Eg: To find if a user has access to edit a field on a model, you can use:

App.acl.hasAccessToModel("edit", model, "restrictedFieldName");

You can also check if a user has access to a particular module itself (field name is optional)

App.acl.hasAccess("create", "Accounts", {"field": "name"});

Drawer

SugarCRM often uses Drawer to display popup-like behavior and we like it! The way it works is by

SugarCRM App Drawer

Drawers are just wrappers around layouts. In order to open a drawer, you have to specify a layout.

For example, here is how the "Create" popup works:

App.drawer.open({
    layout: 'create',
    context: {
        create: true,
        module: 'Contacts'
    }
}, function(context, model) {
    if (!model) {
        // User clicked on cancel
        return;
    }
});

To close a drawer, you can use:

App.drawer.close();

To get the active drawer, you can use:

App.drawer.getActive();

Controller

app.controller is the page controller and should be used carefully.
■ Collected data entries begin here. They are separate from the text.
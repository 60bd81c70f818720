use serde::{Deserialize, Serialize};
use serde_json::Value;
use std::collections::BTreeMap;

/// One step in a workflow graph.
///
/// `kind` selects the instruction generator during compilation; `data.settings`
/// supplies its parameters (selectors, URLs, table names, port lists).
#[derive(Debug, Clone, Serialize, Deserialize)]
pub struct Node {
    pub id: String,
    #[serde(rename = "type")]
    pub kind: String,
    #[serde(default)]
    pub position: Position,
    pub data: NodeData,
}

impl Node {
    /// Read a string setting, falling back to the given default.
    pub fn str_setting<'a>(&'a self, key: &str, default: &'a str) -> &'a str {
        self.data
            .settings
            .get(key)
            .and_then(Value::as_str)
            .unwrap_or(default)
    }

    /// Read a numeric setting, falling back to the given default.
    pub fn num_setting(&self, key: &str, default: f64) -> f64 {
        self.data
            .settings
            .get(key)
            .and_then(Value::as_f64)
            .unwrap_or(default)
    }

    /// Read a boolean setting, falling back to the given default.
    pub fn bool_setting(&self, key: &str, default: bool) -> bool {
        self.data
            .settings
            .get(key)
            .and_then(Value::as_bool)
            .unwrap_or(default)
    }

    /// Read an array setting, falling back to empty.
    pub fn array_setting(&self, key: &str) -> &[Value] {
        self.data
            .settings
            .get(key)
            .and_then(Value::as_array)
            .map(Vec::as_slice)
            .unwrap_or(&[])
    }
}

#[derive(Debug, Clone, Copy, Default, Serialize, Deserialize, PartialEq)]
pub struct Position {
    pub x: f64,
    pub y: f64,
}

/// Node payload as stored on the canvas: a label plus free-form settings.
///
/// Settings use an ordered map so serializing a workflow is reproducible.
#[derive(Debug, Clone, Default, Serialize, Deserialize)]
pub struct NodeData {
    pub label: String,
    #[serde(skip_serializing_if = "Option::is_none")]
    pub description: Option<String>,
    #[serde(default)]
    pub settings: BTreeMap<String, Value>,
}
I use it only for debugging, for example, to get the current page's model in JS Console, using:

App.controller.context.get("model").attributes

This will return the current record view's model.

Models / Collections

Models and Collections are basically Backbone.js objects. In a view/layout, you can access the model using this.model or this.collection.  More details to follow soon.